The islands that got dislodged from the lakebed during one of the major storms a couple of years ago have never been reattached, and now they move across the water’s surface, appearing at new coordinates each time I visit. There were baby coots in the small reeds on one such shipwrecked island. I threw feed for the parents and watched them dutifully return back to their chicks, biscuit by biscuit, but their beaks were still too small to take it. 

I looped the top lake twice, working up the courage to introduce myself to one of the anglers, who seemed friendly enough when I overheard him answering a phone call. He greeted me with an open smile, and threw live maggots for the ducks while I tried to explain what I hoped to do for the lake. I said I was a naturalist and a writer, even though I feel like a fraud claiming those titles. I could feel myself stumbling over my words and panicking, at first embarrassed by my earnestness, but growing in confidence when I saw it reflected back at me. 

I told him about my great-grandparents house on Hawthorn Avenue. About my grandad, also called John, going to school in the village. My dad playing cricket on the steps down from St Christopher’s Road. John said he comes down to the lakes from Castletown. The area is supposed to be members only catch and release, but a lot of people simply ignore it, and the rules aren’t enforced anyway. He remembers when all the water drained out of the top lake, leaving something akin to a mud flat, because the council or whoever didn’t seal off the mine shaft underneath it properly. All the fish and everything else sucked into a cavern beneath the earth, never seen again. He says it was a terrible idea putting a path around the bottom lake, where it used to be lovely and quiet and secluded. I try to imagine the bottom lake as he described it, and realise it mustn’t be too dissimilar to how it is now. Fuschia and willow overgrowing the path. The steep wooded banks full of cowslip and rabbit holes. 
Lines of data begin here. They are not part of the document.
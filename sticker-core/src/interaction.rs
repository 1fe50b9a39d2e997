//! Direct manipulation: drag-to-move, wheel and pinch scaling, keyboard
//! rotation and deletion.
//!
//! The controller owns the ephemeral session state (at most one drag, at
//! most one pinch, cleared unconditionally on release) and mutates the
//! scene it is handed. Every method reports whether a redraw is needed
//! so hosts can coalesce paint requests.

use crate::element::ElementId;
use crate::event::{InputEvent, TouchEvent, TouchPhase, TouchPoint};
use crate::layout::LayoutEngine;
use crate::scene::Scene;

/// Wheel scale step per notch.
pub const WHEEL_STEP: f32 = 0.05;

/// Wheel scale step per notch with the fine modifier held.
pub const WHEEL_STEP_FINE: f32 = 0.01;

/// Rotation step for the keyboard rotate keys, in degrees.
pub const ROTATE_STEP_DEGREES: f32 = 5.0;

/// An in-flight drag: which element, where the pointer went down, and
/// where the element was at that moment.
#[derive(Debug, Clone, Copy)]
struct DragSession {
    id: ElementId,
    start_x: f32,
    start_y: f32,
    origin_x: f32,
    origin_y: f32,
}

/// An in-flight two-finger pinch.
#[derive(Debug, Clone, Copy)]
struct PinchSession {
    last_distance: f32,
}

/// Translates raw pointer/touch/wheel/key input into scene mutations.
#[derive(Debug, Default)]
pub struct InteractionController {
    drag: Option<DragSession>,
    pinch: Option<PinchSession>,
}

impl InteractionController {
    /// Create a controller with no active sessions.
    #[must_use]
    pub fn new() -> Self {
        Self::default()
    }

    /// Whether a drag session is active.
    #[must_use]
    pub fn is_dragging(&self) -> bool {
        self.drag.is_some()
    }

    /// Whether a pinch session is active.
    #[must_use]
    pub fn is_pinching(&self) -> bool {
        self.pinch.is_some()
    }

    /// Dispatch one input event.
    pub fn handle(&mut self, scene: &mut Scene, layout: &mut LayoutEngine, event: &InputEvent) -> bool {
        match event {
            InputEvent::PointerDown { x, y } => self.pointer_down(scene, *x, *y),
            InputEvent::PointerMove { x, y } => self.pointer_move(scene, *x, *y),
            InputEvent::PointerUp => self.pointer_up(),
            InputEvent::Wheel { delta_y, modifiers } => {
                self.wheel(scene, *delta_y, modifiers.shift)
            }
            InputEvent::Key { key, .. } => self.key_down(scene, key),
            InputEvent::Touch(touch) => self.touch(scene, layout, touch),
        }
    }

    /// Pointer pressed: select (and raise) the topmost hit and start a
    /// drag; clear the selection on a miss.
    pub fn pointer_down(&mut self, scene: &mut Scene, x: f32, y: f32) -> bool {
        match scene.select_at(x, y) {
            Some(id) => {
                if let Some(element) = scene.get(id) {
                    self.drag = Some(DragSession {
                        id,
                        start_x: x,
                        start_y: y,
                        origin_x: element.transform.x,
                        origin_y: element.transform.y,
                    });
                }
            }
            None => self.drag = None,
        }
        true
    }

    /// Pointer moved: update the dragged element's position from the
    /// accumulated pointer delta. Ends the session silently if the
    /// element has vanished.
    pub fn pointer_move(&mut self, scene: &mut Scene, x: f32, y: f32) -> bool {
        let Some(drag) = self.drag else {
            return false;
        };
        match scene.get_mut(drag.id) {
            Some(element) => {
                element.set_position(
                    drag.origin_x + (x - drag.start_x),
                    drag.origin_y + (y - drag.start_y),
                );
                true
            }
            None => {
                self.drag = None;
                false
            }
        }
    }

    /// Pointer released: ends any drag immediately and unconditionally.
    pub fn pointer_up(&mut self) -> bool {
        self.drag = None;
        false
    }

    /// Wheel over the board scales the selected element; `fine` selects
    /// the smaller step. Positive `delta_y` (scrolling "out") shrinks.
    pub fn wheel(&mut self, scene: &mut Scene, delta_y: f32, fine: bool) -> bool {
        let Some(element) = scene.selected_element_mut() else {
            return false;
        };
        let step = if fine { WHEEL_STEP_FINE } else { WHEEL_STEP };
        let delta = if delta_y > 0.0 { -step } else { step };
        element.set_scale(element.transform.scale + delta);
        true
    }

    /// Keyboard: `q`/`e` rotate the selected element by 5 degrees,
    /// Delete/Backspace removes it.
    pub fn key_down(&mut self, scene: &mut Scene, key: &str) -> bool {
        if scene.selected().is_none() {
            return false;
        }
        match key.to_lowercase().as_str() {
            "q" => {
                if let Some(element) = scene.selected_element_mut() {
                    element.rotate_by(-ROTATE_STEP_DEGREES);
                }
                true
            }
            "e" => {
                if let Some(element) = scene.selected_element_mut() {
                    element.rotate_by(ROTATE_STEP_DEGREES);
                }
                true
            }
            "delete" | "backspace" => {
                if let Some(id) = scene.selected() {
                    self.drag = None;
                    scene.remove(id);
                }
                true
            }
            _ => false,
        }
    }

    /// Raw touch dispatch: one finger drags like the pointer path, two
    /// fingers run a pinch that zooms the whole composition. Release
    /// clears every session.
    pub fn touch(&mut self, scene: &mut Scene, layout: &mut LayoutEngine, event: &TouchEvent) -> bool {
        match event.phase {
            TouchPhase::Start => {
                if event.is_multi_touch() {
                    self.drag = None;
                    self.pinch = touch_distance(&event.touches).map(|d| PinchSession { last_distance: d });
                    false
                } else if let Some(touch) = event.primary_touch() {
                    self.pointer_down(scene, touch.x, touch.y)
                } else {
                    false
                }
            }
            TouchPhase::Move => {
                if event.is_multi_touch() {
                    self.pinch_move(scene, layout, &event.touches)
                } else if let Some(touch) = event.primary_touch() {
                    self.pointer_move(scene, touch.x, touch.y)
                } else {
                    false
                }
            }
            TouchPhase::End | TouchPhase::Cancel => {
                self.drag = None;
                self.pinch = None;
                false
            }
        }
    }

    /// Apply a pinch update: zoom the composition by the ratio between
    /// the current and previous two-finger distance.
    fn pinch_move(&mut self, scene: &mut Scene, layout: &mut LayoutEngine, touches: &[TouchPoint]) -> bool {
        let Some(distance) = touch_distance(touches) else {
            return false;
        };
        let Some(pinch) = &mut self.pinch else {
            return false;
        };
        if pinch.last_distance <= f32::EPSILON {
            pinch.last_distance = distance;
            return false;
        }
        let factor = distance / pinch.last_distance;
        pinch.last_distance = distance;
        layout.zoom_all(scene, factor);
        true
    }
}

/// Distance between the first two touch points, if there are two.
fn touch_distance(touches: &[TouchPoint]) -> Option<f32> {
    match touches {
        [a, b, ..] => Some((b.x - a.x).hypot(b.y - a.y)),
        _ => None,
    }
}

#[cfg(test)]
mod tests {
    use super::*;
    use crate::element::Element;

    fn scene_with_one() -> (Scene, ElementId) {
        let mut scene = Scene::new(1000.0, 1000.0);
        let id = scene.add(Element::image("a.png", 100, 100, 1000.0, 1000.0));
        (scene, id)
    }

    #[test]
    fn test_drag_moves_by_pointer_delta() {
        let (mut scene, id) = scene_with_one();
        let mut ctl = InteractionController::new();

        assert!(ctl.pointer_down(&mut scene, 510.0, 490.0));
        assert!(ctl.is_dragging());
        assert_eq!(scene.selected(), Some(id));

        ctl.pointer_move(&mut scene, 560.0, 510.0);
        let e = scene.get(id).unwrap();
        assert!((e.transform.x - 550.0).abs() < 1e-4);
        assert!((e.transform.y - 520.0).abs() < 1e-4);

        ctl.pointer_up();
        assert!(!ctl.is_dragging());
        ctl.pointer_move(&mut scene, 900.0, 900.0);
        let e = scene.get(id).unwrap();
        assert!((e.transform.x - 550.0).abs() < 1e-4);
    }

    #[test]
    fn test_pointer_down_on_empty_space_clears_selection() {
        let (mut scene, _id) = scene_with_one();
        let mut ctl = InteractionController::new();
        ctl.pointer_down(&mut scene, 500.0, 500.0);
        assert!(scene.selected().is_some());

        ctl.pointer_down(&mut scene, 50.0, 50.0);
        assert!(scene.selected().is_none());
        assert!(!ctl.is_dragging());
    }

    #[test]
    fn test_drag_survivorship_when_element_vanishes() {
        let (mut scene, id) = scene_with_one();
        let mut ctl = InteractionController::new();
        ctl.pointer_down(&mut scene, 500.0, 500.0);
        scene.remove(id);
        assert!(!ctl.pointer_move(&mut scene, 600.0, 600.0));
        assert!(!ctl.is_dragging());
    }

    #[test]
    fn test_wheel_steps_and_clamps() {
        let (mut scene, id) = scene_with_one();
        let mut ctl = InteractionController::new();

        // Scroll "in" once from 1.0.
        ctl.wheel(&mut scene, -1.0, false);
        assert!((scene.get(id).unwrap().transform.scale - 1.05).abs() < 1e-5);

        // Fine step.
        ctl.wheel(&mut scene, -1.0, true);
        assert!((scene.get(id).unwrap().transform.scale - 1.06).abs() < 1e-5);

        // Scroll "out" from the floor stays at the floor, never negative.
        scene.get_mut(id).unwrap().set_scale(0.05);
        ctl.wheel(&mut scene, 1.0, false);
        assert!((scene.get(id).unwrap().transform.scale - 0.05).abs() < 1e-5);
    }

    #[test]
    fn test_wheel_without_selection_is_a_no_op() {
        let (mut scene, _id) = scene_with_one();
        scene.clear_selection();
        let mut ctl = InteractionController::new();
        assert!(!ctl.wheel(&mut scene, -1.0, false));
    }

    #[test]
    fn test_rotate_keys_step_five_degrees() {
        let (mut scene, id) = scene_with_one();
        let mut ctl = InteractionController::new();
        ctl.key_down(&mut scene, "e");
        ctl.key_down(&mut scene, "E");
        ctl.key_down(&mut scene, "q");
        assert!((scene.get(id).unwrap().transform.rotation - 5.0).abs() < 1e-5);
    }

    #[test]
    fn test_delete_key_removes_selected_and_clears_pick() {
        let (mut scene, _id) = scene_with_one();
        let mut ctl = InteractionController::new();
        ctl.pointer_down(&mut scene, 500.0, 500.0);
        ctl.key_down(&mut scene, "Delete");
        assert!(scene.selected().is_none());
        assert!(scene.is_empty());
        assert!(scene.pick_topmost(500.0, 500.0).is_none());
    }

    #[test]
    fn test_pinch_zooms_composition() {
        let (mut scene, id) = scene_with_one();
        let mut ctl = InteractionController::new();
        let mut layout = LayoutEngine::new();

        let start = TouchEvent::new(
            TouchPhase::Start,
            vec![
                TouchPoint { id: 0, x: 400.0, y: 500.0 },
                TouchPoint { id: 1, x: 600.0, y: 500.0 },
            ],
        );
        ctl.touch(&mut scene, &mut layout, &start);
        assert!(ctl.is_pinching());

        // Fingers spread from 200 px apart to 300 px: 1.5x zoom.
        let spread = TouchEvent::new(
            TouchPhase::Move,
            vec![
                TouchPoint { id: 0, x: 350.0, y: 500.0 },
                TouchPoint { id: 1, x: 650.0, y: 500.0 },
            ],
        );
        assert!(ctl.touch(&mut scene, &mut layout, &spread));
        assert!((scene.get(id).unwrap().transform.scale - 1.5).abs() < 1e-4);
        assert!((layout.zoom_factor() - 1.5).abs() < 1e-4);

        let end = TouchEvent::new(TouchPhase::End, vec![]);
        ctl.touch(&mut scene, &mut layout, &end);
        assert!(!ctl.is_pinching());
    }

    #[test]
    fn test_single_touch_drags() {
        let (mut scene, id) = scene_with_one();
        let mut ctl = InteractionController::new();
        let mut layout = LayoutEngine::new();

        let down = TouchEvent::new(TouchPhase::Start, vec![TouchPoint { id: 0, x: 500.0, y: 500.0 }]);
        ctl.touch(&mut scene, &mut layout, &down);
        let drag = TouchEvent::new(TouchPhase::Move, vec![TouchPoint { id: 0, x: 530.0, y: 480.0 }]);
        ctl.touch(&mut scene, &mut layout, &drag);

        let e = scene.get(id).unwrap();
        assert!((e.transform.x - 530.0).abs() < 1e-4);
        assert!((e.transform.y - 480.0).abs() < 1e-4);
    }
}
John says the real problem now is the Eastern Europeans. They don’t pay for membership and they steal the carp for their traditional meal on Christmas Eve. While my senses pricked at this, I didn’t challenge the generalisation, because I can’t claim to know the truth of it, either way. I’ve heard it before in passing comments from other anglers. If it’s not the Eastern Europeans, then it’s the herons, it’s the seagulls, it’s the cormorants. At least he didn’t threaten to go out with a BB gun to pick off the competition. 

As he was telling me this, my sunglasses slipped off the back of my head. They bounced off the ground and when we looked down we saw one of the lenses popped out. The tension is immediately broken and we laugh together as I force the lens back into the frame. We survived our first emergency, and the conversation returned to lamenting the noise of the motorbikes, the damage of the senseless fires. As a parting comment, John says he’s stopped bothering to challenge the anti-social behaviour he witnesses. Instead he “acts like a Japanese tourist”, just smiling and nodding, because it’s simply not worth the abuse he gets back. 

On my way home I think about the land we share with each other. I think about gardens and front drives and neighbourly tensions. What prevents the motorbike users from going to a cycle park designed for such activities? Is it time? Cost? Access? Where could the kids be spending their time after school instead of at the lake starting fires? And if more people care about it, why aren’t we coming together to tackle these issues? I wonder where the swifts are. If they’re coming back at all this year? I took down an email address from the head of the angling committee who happened to walk by as John and I were chatting. I hope we can come together and make something of all this love and care we have for the lake and its wildlife, and not just sit back, smiling and nodding, as things get worse and worse.